* _Instructions to follow_:
Would you repeat exactly the part of the listing below that runs from the line containing "filename crates/keel-core/src/types.rs" down to the line containing "pub enum JobKind", inclusive, and nothing else?

======== Record excerpts

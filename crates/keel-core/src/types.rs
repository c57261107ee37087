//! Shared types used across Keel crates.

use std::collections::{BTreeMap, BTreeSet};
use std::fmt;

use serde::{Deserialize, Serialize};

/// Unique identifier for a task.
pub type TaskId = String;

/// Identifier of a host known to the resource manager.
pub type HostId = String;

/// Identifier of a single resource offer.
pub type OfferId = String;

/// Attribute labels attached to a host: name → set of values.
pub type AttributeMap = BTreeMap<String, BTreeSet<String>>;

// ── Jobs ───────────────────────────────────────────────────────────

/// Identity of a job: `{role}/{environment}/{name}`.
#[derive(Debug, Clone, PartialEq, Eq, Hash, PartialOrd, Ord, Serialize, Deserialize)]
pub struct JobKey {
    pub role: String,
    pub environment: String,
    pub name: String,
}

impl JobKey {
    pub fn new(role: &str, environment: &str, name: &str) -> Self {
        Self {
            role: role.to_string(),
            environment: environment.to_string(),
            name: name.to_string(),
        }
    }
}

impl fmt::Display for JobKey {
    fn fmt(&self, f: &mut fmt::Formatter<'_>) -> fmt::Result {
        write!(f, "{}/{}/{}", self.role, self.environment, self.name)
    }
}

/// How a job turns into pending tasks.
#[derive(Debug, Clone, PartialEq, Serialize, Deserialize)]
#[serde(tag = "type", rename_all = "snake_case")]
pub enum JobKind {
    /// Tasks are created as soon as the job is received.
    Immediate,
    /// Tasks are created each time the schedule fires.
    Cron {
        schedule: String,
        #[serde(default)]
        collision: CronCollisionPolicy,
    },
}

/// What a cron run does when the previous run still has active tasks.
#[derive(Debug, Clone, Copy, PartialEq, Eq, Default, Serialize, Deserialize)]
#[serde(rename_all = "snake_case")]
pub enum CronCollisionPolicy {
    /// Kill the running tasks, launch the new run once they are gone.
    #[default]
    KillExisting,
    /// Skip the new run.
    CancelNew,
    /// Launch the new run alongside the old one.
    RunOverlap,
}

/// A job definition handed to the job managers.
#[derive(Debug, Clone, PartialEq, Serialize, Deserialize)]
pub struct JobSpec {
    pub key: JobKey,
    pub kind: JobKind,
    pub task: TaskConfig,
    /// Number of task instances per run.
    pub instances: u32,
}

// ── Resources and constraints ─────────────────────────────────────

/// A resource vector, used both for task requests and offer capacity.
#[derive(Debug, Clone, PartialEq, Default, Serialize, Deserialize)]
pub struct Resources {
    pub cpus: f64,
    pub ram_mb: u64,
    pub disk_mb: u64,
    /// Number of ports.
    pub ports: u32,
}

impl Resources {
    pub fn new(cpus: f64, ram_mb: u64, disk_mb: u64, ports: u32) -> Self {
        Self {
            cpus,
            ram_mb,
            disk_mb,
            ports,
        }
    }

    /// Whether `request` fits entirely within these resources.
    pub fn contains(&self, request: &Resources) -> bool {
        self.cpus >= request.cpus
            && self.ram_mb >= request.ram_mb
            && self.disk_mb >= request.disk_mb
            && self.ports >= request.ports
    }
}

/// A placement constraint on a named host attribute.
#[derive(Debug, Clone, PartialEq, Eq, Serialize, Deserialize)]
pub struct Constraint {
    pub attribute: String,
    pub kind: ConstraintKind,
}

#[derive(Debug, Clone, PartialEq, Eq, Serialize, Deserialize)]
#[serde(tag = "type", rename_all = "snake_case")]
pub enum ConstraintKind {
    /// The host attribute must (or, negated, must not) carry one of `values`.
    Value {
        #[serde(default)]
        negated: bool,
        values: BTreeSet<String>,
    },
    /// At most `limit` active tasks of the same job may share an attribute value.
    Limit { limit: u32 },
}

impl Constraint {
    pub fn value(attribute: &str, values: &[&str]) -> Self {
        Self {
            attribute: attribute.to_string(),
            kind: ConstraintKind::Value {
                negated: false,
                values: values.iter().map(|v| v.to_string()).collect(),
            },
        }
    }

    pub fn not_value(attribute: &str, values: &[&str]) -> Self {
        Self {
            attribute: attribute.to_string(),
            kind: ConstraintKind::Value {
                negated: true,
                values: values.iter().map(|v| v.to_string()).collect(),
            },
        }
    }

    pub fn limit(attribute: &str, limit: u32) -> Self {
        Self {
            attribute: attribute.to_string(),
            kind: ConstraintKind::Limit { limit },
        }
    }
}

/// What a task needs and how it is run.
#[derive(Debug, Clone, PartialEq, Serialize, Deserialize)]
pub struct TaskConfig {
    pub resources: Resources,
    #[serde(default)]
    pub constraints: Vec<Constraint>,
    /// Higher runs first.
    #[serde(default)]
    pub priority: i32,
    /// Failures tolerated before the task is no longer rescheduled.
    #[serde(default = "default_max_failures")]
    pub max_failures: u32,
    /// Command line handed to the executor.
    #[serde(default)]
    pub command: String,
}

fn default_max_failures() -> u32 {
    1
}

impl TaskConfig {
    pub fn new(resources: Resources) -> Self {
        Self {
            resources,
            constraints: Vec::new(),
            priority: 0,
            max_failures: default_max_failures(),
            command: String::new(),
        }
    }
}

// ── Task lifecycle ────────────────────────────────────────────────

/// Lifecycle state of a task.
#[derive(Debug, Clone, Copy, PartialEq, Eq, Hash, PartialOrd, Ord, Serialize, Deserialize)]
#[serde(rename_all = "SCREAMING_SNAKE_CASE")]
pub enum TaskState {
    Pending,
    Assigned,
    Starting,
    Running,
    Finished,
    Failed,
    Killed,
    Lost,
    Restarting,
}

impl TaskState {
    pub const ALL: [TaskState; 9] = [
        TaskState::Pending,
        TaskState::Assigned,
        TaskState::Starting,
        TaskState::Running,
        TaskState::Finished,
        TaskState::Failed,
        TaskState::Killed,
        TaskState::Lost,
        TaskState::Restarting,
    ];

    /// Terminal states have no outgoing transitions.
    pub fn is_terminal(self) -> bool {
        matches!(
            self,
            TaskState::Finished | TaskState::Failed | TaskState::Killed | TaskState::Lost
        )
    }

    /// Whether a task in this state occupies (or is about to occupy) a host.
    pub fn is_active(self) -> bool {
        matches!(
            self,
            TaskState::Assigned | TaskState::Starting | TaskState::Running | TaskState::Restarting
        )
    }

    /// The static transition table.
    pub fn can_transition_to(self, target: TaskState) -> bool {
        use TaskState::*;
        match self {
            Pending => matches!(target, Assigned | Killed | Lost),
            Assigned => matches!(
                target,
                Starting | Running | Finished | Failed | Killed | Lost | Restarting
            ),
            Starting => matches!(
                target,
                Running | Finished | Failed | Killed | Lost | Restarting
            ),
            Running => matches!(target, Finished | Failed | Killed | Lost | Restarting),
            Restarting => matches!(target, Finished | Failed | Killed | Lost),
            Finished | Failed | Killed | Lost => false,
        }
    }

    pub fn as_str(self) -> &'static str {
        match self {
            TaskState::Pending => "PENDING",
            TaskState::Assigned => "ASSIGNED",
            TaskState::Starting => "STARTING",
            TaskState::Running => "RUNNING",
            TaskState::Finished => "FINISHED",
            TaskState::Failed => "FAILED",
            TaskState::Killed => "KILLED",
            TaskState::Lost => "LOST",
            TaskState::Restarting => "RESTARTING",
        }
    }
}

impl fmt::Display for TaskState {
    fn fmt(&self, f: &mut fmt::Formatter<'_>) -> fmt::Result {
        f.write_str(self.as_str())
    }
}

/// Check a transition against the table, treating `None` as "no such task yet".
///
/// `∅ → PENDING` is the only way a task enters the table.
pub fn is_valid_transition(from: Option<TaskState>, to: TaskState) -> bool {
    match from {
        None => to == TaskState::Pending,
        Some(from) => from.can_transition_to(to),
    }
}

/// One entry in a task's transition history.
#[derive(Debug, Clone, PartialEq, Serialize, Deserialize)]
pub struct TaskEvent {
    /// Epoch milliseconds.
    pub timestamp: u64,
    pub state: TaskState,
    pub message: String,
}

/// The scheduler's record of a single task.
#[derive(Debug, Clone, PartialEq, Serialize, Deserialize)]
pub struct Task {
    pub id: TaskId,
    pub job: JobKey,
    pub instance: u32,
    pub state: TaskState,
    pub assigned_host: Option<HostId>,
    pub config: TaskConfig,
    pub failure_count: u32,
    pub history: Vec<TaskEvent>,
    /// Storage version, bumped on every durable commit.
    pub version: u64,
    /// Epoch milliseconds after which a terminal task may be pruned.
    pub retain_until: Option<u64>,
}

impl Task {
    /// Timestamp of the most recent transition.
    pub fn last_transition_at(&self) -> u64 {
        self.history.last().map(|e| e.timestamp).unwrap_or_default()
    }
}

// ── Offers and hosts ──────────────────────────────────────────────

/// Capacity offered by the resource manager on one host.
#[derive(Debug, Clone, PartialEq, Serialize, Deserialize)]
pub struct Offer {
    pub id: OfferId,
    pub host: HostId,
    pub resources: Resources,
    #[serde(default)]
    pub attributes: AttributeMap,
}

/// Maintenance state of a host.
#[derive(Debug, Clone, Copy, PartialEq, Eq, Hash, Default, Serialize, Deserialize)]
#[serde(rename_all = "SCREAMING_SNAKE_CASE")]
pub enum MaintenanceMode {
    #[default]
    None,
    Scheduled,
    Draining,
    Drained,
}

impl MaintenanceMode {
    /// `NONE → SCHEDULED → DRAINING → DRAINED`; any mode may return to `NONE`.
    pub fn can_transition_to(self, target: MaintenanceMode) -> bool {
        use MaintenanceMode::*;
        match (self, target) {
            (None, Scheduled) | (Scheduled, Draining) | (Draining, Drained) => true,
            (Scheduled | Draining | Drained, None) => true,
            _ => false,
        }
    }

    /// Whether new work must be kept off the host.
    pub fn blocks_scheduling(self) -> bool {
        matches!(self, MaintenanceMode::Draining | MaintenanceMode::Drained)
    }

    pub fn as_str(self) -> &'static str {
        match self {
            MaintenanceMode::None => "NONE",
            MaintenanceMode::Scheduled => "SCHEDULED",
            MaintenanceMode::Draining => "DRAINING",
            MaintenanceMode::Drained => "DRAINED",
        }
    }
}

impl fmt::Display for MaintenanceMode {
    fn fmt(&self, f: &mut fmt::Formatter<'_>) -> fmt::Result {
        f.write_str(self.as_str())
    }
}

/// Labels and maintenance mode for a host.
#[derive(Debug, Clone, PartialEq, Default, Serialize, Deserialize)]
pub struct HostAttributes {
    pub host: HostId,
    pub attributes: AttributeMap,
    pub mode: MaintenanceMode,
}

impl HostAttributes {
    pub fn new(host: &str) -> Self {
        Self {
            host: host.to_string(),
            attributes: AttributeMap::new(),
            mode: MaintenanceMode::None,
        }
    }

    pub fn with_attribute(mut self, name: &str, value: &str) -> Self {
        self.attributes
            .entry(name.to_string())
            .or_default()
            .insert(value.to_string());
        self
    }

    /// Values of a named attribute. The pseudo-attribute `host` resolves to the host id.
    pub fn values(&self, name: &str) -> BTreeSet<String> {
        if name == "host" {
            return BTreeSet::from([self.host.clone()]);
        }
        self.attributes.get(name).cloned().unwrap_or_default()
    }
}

================
======== Record excerpts

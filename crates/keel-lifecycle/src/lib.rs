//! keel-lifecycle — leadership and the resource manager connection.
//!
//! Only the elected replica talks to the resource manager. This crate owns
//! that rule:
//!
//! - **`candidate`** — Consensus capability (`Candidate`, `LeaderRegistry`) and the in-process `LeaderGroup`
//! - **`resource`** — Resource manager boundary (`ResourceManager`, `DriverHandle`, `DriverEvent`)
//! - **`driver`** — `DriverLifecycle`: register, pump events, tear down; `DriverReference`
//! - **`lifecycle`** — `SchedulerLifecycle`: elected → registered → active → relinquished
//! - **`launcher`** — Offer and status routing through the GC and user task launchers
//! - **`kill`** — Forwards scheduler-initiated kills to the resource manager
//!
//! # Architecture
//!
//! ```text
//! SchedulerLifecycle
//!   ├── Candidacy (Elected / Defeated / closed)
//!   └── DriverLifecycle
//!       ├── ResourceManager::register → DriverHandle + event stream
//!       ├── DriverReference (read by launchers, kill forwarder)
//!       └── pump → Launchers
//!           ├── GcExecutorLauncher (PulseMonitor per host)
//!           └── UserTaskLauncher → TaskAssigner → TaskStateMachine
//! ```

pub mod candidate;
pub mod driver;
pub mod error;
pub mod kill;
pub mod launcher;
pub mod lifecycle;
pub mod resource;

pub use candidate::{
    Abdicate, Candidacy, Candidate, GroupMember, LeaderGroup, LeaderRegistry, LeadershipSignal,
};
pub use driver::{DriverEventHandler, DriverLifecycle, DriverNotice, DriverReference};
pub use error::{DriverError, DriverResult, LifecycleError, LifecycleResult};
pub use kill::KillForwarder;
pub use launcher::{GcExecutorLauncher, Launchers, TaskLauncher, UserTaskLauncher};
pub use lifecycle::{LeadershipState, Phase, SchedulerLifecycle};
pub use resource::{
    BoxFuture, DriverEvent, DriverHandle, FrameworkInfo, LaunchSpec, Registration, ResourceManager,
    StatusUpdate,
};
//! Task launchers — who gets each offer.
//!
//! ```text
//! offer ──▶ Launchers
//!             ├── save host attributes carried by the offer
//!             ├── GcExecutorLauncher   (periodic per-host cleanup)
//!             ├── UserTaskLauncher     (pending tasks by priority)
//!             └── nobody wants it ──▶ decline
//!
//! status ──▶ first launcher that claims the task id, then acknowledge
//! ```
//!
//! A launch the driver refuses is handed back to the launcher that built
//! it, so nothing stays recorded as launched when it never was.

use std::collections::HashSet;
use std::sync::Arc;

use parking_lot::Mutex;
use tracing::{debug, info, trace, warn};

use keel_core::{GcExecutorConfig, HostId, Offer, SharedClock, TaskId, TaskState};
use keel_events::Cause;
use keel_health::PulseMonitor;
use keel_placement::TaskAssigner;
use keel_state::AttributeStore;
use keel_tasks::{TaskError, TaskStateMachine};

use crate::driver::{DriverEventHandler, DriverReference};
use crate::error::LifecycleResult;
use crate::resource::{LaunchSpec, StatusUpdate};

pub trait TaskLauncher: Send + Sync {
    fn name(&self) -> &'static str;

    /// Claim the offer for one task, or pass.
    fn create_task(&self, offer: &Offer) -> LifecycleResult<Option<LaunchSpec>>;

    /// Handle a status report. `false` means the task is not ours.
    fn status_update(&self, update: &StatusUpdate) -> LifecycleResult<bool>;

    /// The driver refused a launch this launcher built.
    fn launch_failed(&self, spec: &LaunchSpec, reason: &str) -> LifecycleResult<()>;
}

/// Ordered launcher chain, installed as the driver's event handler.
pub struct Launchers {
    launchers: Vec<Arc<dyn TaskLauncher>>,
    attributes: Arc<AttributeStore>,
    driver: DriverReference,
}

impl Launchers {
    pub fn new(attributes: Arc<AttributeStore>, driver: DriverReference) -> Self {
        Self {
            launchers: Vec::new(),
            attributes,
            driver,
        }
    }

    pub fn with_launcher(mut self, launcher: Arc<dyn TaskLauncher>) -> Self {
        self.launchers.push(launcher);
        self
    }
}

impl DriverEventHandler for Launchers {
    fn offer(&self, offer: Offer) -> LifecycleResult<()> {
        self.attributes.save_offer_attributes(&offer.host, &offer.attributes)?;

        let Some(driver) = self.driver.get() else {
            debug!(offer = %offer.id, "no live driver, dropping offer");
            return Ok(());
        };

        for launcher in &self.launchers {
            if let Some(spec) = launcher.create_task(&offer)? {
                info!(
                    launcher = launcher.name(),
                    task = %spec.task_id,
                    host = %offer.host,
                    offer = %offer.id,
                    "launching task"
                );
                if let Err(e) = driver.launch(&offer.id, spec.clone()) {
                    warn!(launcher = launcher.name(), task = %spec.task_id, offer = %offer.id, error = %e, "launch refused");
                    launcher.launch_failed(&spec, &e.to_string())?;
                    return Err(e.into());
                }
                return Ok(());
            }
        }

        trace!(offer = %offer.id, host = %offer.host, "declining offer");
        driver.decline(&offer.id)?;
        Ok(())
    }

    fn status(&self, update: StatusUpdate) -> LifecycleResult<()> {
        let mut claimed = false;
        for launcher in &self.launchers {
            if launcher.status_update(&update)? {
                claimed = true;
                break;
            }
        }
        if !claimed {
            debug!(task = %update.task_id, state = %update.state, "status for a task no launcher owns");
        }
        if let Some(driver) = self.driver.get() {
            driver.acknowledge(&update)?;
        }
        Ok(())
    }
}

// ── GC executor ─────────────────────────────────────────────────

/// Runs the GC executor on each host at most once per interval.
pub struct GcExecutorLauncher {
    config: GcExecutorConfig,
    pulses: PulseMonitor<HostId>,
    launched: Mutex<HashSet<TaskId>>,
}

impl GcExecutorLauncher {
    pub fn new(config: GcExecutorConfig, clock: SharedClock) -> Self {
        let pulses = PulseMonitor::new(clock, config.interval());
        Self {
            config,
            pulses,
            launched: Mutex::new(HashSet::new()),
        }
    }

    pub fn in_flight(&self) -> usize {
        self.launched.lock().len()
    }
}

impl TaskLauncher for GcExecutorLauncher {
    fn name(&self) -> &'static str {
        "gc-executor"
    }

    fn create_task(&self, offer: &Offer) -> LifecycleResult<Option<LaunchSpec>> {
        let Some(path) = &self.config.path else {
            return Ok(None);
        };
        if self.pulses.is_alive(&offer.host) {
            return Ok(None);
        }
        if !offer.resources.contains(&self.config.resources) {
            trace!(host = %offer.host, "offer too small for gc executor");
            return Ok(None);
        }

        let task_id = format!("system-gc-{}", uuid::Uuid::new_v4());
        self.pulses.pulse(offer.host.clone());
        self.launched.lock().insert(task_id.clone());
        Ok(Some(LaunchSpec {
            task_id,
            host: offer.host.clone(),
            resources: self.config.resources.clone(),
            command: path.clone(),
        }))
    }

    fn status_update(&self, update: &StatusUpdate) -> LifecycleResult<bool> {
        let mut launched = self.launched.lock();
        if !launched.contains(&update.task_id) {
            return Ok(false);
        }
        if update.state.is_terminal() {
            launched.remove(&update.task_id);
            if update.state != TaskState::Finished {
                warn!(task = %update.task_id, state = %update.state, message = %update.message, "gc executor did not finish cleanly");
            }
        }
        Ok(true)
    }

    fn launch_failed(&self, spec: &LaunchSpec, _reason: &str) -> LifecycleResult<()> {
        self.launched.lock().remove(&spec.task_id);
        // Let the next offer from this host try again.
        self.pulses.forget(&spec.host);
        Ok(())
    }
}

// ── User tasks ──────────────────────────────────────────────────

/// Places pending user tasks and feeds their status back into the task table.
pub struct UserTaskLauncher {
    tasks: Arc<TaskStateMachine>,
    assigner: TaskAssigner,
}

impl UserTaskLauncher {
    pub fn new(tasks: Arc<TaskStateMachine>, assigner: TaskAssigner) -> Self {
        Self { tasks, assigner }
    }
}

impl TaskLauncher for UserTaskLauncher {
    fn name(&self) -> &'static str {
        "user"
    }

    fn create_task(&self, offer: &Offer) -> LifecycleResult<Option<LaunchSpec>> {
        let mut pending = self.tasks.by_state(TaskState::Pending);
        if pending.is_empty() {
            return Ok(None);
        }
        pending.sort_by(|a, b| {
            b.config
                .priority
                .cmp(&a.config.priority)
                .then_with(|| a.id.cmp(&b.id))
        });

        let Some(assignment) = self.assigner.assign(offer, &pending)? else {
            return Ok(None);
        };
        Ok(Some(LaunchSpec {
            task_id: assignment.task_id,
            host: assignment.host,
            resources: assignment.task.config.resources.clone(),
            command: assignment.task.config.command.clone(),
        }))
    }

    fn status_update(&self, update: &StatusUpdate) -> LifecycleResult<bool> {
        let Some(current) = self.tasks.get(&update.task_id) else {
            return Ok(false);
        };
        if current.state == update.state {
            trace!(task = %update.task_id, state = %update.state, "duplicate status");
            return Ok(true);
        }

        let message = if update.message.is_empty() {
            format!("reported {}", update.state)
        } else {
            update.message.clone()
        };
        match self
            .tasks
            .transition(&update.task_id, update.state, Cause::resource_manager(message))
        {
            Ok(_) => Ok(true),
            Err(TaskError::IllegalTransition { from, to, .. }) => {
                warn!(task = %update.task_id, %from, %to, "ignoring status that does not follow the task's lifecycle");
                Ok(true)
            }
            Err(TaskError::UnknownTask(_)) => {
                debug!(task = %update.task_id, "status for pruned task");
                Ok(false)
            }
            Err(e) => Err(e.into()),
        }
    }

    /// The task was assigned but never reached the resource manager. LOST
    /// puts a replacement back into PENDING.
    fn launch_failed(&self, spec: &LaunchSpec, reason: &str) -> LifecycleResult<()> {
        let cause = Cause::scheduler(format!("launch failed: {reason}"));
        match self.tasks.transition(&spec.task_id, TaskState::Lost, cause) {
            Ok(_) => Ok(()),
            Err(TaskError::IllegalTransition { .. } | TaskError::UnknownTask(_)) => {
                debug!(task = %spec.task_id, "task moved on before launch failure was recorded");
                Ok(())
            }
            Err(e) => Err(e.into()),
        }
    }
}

================

* _Response below_:
filename crates/keel-core/src/types.rs
repository c57261107ee37087
//! Shared types used across Keel crates.

use std::collections::{BTreeMap, BTreeSet};
use std::fmt;

use serde::{Deserialize, Serialize};

/// Unique identifier for a task.
pub type TaskId = String;

/// Identifier of a host known to the resource manager.
pub type HostId = String;

/// Identifier of a single resource offer.
pub type OfferId = String;

/// Attribute labels attached to a host: name → set of values.
pub type AttributeMap = BTreeMap<String, BTreeSet<String>>;

// ── Jobs ───────────────────────────────────────────────────────────

/// Identity of a job: `{role}/{environment}/{name}`.
#[derive(Debug, Clone, PartialEq, Eq, Hash, PartialOrd, Ord, Serialize, Deserialize)]
pub struct JobKey {
    pub role: String,
    pub environment: String,
    pub name: String,
}

impl JobKey {
    pub fn new(role: &str, environment: &str, name: &str) -> Self {
        Self {
            role: role.to_string(),
            environment: environment.to_string(),
            name: name.to_string(),
        }
    }
}

impl fmt::Display for JobKey {
    fn fmt(&self, f: &mut fmt::Formatter<'_>) -> fmt::Result {
        write!(f, "{}/{}/{}", self.role, self.environment, self.name)
    }
}

/// How a job turns into pending tasks.
#[derive(Debug, Clone, PartialEq, Serialize, Deserialize)]
#[serde(tag = "type", rename_all = "snake_case")]
pub enum JobKind {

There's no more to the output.